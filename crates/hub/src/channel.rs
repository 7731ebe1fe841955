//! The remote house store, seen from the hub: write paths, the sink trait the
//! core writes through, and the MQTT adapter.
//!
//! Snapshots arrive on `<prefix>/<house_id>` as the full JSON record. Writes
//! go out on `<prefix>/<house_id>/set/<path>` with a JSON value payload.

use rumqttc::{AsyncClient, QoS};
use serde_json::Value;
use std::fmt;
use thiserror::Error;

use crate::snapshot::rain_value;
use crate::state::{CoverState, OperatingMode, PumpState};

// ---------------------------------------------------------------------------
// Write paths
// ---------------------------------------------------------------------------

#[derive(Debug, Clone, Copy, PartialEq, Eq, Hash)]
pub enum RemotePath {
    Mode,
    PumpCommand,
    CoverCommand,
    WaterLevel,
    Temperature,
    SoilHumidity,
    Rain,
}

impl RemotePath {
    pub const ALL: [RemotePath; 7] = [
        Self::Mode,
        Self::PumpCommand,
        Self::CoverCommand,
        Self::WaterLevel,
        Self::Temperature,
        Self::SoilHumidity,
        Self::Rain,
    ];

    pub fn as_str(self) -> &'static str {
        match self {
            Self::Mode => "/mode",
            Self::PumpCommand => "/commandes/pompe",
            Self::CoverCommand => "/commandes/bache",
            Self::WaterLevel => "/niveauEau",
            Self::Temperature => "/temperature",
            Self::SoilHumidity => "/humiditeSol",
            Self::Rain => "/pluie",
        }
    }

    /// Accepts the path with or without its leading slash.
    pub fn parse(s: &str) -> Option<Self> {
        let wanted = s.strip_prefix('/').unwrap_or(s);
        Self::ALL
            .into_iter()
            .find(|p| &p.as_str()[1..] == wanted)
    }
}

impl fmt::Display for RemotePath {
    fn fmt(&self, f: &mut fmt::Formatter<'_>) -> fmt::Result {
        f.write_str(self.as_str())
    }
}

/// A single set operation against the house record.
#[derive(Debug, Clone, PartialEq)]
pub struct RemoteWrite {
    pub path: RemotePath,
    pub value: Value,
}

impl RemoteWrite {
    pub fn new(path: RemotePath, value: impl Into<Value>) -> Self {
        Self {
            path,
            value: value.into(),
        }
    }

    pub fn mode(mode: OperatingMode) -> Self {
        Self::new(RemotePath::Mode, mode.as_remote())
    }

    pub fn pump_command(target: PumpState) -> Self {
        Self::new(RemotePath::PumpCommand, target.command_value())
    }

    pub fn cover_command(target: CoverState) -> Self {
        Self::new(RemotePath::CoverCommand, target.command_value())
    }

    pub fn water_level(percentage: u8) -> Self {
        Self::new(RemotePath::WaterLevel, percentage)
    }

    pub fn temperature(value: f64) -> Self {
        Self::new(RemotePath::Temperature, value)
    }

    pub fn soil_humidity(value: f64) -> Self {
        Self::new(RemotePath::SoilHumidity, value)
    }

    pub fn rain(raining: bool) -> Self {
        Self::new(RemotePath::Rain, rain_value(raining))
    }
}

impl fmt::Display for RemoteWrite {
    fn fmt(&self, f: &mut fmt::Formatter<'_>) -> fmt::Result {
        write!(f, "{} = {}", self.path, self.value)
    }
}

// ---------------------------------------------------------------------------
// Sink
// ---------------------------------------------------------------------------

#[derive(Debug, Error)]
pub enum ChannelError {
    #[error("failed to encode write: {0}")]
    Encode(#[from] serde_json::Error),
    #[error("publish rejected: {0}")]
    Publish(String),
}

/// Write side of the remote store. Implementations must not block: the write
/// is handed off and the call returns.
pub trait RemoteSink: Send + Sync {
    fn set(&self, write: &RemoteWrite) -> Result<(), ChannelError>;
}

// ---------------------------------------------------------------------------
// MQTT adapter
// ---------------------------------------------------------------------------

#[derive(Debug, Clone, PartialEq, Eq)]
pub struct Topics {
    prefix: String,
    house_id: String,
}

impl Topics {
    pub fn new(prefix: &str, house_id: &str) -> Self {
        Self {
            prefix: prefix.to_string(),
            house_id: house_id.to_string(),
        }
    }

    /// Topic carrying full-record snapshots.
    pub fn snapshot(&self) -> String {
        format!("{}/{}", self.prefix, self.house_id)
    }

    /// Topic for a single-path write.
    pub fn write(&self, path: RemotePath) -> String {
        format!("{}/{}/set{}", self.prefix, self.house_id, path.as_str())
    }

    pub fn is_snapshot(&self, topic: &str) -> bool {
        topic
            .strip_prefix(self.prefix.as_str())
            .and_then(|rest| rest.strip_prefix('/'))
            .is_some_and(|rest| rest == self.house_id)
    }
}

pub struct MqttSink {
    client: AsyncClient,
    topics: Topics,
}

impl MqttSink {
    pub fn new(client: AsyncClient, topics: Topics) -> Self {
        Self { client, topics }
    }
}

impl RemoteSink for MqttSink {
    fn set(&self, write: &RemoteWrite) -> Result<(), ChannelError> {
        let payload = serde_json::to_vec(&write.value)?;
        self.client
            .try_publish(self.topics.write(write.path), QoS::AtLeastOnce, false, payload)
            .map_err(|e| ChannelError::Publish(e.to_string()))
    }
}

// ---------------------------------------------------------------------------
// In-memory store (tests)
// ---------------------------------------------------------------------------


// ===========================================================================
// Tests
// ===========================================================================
____________
■ **EXERCISE PROMPT**: Filter the entries down to the lines containing "target". Copy each of those lines.

■ **SOLVED EXERCISE**:
    pub fn pump_command(target: PumpState) -> Self {
        Self::new(RemotePath::PumpCommand, target.command_value())
    pub fn cover_command(target: CoverState) -> Self {
        Self::new(RemotePath::CoverCommand, target.command_value())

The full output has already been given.